Copy each line of the data beneath in which the word "used" appears.

----

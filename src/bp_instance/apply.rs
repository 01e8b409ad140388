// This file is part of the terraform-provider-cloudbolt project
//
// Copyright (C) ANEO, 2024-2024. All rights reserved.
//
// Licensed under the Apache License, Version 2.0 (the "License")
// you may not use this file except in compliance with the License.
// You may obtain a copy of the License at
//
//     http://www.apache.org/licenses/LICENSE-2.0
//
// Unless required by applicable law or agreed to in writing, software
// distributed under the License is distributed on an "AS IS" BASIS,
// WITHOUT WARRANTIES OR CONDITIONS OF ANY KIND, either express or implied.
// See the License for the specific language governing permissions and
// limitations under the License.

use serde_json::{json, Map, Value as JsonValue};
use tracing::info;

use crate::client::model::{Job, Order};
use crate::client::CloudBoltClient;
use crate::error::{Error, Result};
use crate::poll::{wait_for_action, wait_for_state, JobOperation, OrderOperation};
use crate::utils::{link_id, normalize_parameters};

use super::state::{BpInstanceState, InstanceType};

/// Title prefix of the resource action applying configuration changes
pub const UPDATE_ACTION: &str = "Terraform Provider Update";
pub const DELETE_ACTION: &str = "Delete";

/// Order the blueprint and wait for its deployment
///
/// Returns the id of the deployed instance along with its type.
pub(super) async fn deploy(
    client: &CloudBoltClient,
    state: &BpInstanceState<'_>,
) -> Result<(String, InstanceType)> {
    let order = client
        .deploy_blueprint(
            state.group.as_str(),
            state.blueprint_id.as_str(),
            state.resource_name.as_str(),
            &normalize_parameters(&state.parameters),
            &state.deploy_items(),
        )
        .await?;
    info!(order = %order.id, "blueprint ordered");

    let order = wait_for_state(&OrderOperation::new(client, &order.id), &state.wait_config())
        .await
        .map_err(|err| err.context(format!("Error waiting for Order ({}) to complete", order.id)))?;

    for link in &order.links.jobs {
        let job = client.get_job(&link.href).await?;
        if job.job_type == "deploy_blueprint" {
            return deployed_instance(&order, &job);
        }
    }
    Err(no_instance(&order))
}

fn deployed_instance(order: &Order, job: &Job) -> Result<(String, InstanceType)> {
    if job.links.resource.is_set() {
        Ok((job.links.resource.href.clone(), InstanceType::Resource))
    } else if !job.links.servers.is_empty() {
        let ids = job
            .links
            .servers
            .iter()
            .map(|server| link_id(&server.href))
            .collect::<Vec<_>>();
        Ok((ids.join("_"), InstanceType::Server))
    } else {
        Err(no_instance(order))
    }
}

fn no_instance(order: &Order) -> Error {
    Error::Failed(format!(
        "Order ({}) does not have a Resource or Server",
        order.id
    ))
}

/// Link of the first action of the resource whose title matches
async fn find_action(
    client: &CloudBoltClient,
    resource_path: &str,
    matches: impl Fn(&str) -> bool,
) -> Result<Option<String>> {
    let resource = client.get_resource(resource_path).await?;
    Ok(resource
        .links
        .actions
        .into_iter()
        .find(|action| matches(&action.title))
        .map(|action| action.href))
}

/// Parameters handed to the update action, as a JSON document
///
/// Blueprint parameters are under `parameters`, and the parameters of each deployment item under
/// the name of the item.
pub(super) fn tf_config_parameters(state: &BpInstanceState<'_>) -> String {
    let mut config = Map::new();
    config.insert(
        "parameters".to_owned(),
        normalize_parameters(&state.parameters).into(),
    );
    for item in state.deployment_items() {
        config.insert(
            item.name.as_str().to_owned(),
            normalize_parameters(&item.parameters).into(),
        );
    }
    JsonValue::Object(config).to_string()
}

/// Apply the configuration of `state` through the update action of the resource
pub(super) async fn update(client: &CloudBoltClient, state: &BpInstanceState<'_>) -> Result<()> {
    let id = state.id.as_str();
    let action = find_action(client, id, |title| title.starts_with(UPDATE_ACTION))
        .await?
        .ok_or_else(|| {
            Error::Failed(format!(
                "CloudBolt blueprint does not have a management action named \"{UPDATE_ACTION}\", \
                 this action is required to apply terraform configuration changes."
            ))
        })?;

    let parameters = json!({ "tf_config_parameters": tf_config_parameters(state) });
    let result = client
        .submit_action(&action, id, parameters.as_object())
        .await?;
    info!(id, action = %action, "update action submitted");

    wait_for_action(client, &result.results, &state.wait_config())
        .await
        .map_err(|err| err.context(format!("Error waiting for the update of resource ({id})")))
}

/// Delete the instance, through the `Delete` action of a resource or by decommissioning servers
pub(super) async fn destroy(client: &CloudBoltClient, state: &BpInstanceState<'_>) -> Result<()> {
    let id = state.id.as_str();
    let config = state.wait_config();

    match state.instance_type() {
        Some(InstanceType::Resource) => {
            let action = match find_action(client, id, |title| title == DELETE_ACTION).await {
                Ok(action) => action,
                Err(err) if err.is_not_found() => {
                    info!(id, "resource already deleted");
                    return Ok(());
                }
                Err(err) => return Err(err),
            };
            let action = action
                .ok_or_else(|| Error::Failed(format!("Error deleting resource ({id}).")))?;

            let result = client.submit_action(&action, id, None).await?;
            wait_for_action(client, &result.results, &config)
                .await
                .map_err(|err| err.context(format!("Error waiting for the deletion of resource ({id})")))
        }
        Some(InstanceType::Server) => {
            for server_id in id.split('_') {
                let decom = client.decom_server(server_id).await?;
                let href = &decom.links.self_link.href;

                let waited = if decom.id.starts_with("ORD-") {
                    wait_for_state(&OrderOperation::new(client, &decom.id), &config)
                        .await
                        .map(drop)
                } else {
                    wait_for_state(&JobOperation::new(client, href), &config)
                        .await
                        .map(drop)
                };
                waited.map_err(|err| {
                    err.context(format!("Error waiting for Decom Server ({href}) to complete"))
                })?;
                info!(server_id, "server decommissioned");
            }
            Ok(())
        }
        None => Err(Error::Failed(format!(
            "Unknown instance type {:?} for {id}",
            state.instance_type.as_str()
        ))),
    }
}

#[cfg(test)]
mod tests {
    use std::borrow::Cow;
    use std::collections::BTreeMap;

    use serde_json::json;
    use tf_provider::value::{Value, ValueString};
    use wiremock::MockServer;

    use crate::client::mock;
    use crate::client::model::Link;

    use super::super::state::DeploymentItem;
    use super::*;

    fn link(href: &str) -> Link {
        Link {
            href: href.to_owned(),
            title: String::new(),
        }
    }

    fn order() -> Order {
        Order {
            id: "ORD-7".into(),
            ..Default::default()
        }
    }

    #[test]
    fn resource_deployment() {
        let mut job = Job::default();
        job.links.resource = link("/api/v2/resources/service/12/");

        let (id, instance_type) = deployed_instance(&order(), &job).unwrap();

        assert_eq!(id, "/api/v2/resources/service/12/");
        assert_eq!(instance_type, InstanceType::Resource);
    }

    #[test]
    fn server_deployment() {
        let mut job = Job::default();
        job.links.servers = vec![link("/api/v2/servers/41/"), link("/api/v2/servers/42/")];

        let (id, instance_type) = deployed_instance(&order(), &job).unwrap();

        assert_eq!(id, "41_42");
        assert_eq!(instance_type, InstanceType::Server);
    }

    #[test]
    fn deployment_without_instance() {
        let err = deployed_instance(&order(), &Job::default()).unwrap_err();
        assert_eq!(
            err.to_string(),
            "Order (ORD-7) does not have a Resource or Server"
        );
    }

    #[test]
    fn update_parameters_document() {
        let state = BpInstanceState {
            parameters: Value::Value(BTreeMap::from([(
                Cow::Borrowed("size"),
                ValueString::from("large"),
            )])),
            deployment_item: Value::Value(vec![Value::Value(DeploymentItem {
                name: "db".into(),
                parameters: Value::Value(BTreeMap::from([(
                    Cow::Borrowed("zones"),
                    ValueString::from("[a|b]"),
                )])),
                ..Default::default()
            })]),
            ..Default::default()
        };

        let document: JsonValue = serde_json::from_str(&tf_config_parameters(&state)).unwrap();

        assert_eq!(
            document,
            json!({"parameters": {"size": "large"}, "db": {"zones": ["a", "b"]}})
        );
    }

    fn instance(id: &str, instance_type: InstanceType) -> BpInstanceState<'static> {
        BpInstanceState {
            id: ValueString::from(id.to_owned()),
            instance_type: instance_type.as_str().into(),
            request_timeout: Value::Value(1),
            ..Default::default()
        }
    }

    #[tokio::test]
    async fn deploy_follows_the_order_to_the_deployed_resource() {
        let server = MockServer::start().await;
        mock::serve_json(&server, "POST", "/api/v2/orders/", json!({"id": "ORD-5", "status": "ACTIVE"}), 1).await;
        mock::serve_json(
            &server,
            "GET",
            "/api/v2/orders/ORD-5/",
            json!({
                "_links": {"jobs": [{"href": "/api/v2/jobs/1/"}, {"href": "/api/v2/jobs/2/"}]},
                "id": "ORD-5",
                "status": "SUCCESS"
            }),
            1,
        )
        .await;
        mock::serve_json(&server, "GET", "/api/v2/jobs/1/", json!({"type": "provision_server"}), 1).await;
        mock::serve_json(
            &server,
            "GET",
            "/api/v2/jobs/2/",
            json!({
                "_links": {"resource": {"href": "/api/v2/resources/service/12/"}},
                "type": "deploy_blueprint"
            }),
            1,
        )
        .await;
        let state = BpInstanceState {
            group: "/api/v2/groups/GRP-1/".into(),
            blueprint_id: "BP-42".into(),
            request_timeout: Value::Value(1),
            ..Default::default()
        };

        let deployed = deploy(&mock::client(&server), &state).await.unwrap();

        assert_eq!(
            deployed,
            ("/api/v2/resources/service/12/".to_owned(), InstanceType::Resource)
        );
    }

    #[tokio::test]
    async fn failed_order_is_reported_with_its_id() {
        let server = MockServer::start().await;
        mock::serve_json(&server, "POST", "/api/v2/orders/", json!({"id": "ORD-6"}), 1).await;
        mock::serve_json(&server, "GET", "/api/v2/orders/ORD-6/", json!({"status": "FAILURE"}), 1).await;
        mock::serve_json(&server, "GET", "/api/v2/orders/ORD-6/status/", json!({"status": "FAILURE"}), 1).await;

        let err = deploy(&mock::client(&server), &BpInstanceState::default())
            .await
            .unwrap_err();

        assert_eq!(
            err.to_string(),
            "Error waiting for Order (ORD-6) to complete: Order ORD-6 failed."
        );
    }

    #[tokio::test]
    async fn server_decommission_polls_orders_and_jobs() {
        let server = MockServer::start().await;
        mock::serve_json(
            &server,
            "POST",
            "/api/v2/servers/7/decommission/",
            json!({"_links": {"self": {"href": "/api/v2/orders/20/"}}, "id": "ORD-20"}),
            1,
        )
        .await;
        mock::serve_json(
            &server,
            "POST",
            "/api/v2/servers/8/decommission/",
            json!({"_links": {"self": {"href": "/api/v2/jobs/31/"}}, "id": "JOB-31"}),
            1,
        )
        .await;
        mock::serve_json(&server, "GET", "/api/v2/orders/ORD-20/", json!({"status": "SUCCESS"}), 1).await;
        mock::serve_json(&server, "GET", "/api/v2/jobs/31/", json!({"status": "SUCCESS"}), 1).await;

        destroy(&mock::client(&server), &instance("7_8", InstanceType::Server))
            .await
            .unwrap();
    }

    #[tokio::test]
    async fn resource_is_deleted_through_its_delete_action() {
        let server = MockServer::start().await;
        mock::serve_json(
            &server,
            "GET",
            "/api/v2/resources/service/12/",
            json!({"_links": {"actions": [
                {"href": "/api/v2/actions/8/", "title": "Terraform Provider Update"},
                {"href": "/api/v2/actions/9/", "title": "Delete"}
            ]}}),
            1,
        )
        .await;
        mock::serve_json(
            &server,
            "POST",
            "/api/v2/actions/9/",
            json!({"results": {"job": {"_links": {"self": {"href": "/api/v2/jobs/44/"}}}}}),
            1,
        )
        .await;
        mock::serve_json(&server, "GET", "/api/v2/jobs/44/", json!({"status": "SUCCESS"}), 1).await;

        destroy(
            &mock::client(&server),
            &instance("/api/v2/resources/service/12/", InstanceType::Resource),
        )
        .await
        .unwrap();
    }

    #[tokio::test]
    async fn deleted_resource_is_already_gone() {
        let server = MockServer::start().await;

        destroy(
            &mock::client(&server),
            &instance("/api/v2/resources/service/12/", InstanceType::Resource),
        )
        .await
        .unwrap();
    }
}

----

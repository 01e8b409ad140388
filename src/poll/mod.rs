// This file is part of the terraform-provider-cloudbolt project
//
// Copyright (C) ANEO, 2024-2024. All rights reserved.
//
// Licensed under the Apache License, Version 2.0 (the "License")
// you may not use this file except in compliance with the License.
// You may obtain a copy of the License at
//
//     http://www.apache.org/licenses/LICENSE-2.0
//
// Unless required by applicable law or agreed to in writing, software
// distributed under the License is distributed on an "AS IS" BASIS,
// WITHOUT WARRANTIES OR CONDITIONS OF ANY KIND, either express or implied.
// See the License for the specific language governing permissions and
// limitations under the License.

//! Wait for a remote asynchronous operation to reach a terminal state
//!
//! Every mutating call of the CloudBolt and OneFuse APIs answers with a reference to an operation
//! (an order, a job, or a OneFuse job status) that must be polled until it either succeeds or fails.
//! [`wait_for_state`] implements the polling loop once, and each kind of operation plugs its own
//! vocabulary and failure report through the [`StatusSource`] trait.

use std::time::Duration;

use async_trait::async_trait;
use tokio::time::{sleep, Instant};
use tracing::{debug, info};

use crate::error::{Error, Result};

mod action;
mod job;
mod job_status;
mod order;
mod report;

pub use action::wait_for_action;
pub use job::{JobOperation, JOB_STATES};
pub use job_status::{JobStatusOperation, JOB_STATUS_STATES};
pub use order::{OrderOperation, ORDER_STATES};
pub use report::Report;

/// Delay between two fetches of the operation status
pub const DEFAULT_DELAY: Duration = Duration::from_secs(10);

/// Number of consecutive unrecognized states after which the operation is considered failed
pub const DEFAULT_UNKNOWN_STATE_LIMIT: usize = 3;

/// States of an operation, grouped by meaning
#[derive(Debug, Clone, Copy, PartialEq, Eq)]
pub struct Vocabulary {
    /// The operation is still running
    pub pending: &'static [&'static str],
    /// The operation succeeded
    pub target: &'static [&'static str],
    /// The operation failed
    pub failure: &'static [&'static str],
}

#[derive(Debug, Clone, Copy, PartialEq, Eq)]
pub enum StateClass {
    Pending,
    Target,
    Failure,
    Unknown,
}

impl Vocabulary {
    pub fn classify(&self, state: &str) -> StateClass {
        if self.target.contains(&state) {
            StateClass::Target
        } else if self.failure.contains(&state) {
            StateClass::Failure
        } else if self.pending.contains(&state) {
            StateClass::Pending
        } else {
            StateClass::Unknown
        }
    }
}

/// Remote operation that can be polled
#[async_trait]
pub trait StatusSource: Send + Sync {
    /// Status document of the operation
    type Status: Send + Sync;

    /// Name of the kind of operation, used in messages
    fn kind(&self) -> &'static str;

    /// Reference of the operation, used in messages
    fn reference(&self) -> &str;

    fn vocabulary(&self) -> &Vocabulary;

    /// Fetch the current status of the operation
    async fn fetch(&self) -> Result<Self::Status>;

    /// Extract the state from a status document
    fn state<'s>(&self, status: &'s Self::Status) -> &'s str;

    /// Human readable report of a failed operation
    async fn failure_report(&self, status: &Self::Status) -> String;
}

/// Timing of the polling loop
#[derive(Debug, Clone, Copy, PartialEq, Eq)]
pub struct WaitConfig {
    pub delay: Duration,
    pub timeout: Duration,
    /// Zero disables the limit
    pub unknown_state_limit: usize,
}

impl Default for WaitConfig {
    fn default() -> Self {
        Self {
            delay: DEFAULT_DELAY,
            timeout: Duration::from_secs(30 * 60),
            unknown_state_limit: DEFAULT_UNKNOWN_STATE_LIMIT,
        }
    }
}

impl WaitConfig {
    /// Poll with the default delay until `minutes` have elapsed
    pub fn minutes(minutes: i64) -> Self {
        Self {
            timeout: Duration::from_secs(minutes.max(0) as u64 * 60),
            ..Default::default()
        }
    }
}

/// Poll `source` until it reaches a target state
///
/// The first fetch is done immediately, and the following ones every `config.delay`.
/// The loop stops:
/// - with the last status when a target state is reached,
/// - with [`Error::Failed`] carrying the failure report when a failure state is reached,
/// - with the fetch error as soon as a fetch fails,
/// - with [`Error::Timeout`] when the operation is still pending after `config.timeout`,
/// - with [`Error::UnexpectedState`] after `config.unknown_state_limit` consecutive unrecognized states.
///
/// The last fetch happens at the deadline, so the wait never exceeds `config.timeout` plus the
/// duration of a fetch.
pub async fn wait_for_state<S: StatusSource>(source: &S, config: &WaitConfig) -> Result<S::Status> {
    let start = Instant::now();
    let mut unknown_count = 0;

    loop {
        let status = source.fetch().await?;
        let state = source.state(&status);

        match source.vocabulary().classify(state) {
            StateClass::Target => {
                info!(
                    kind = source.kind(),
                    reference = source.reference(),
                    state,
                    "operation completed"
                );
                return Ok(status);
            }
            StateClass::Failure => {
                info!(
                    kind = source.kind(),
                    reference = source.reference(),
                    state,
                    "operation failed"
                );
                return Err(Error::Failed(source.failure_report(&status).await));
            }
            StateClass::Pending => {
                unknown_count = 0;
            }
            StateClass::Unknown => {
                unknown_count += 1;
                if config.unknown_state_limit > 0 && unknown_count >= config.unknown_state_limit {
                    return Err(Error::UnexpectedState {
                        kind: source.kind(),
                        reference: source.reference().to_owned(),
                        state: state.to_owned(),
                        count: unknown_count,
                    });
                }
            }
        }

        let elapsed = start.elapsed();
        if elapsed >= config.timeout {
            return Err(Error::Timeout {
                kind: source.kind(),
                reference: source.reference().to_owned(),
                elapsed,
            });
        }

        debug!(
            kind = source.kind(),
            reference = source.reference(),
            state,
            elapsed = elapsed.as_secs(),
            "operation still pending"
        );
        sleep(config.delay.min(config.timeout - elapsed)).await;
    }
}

----

◆ Problem solution ◆
    /// Name of the kind of operation, used in messages
    /// Reference of the operation, used in messages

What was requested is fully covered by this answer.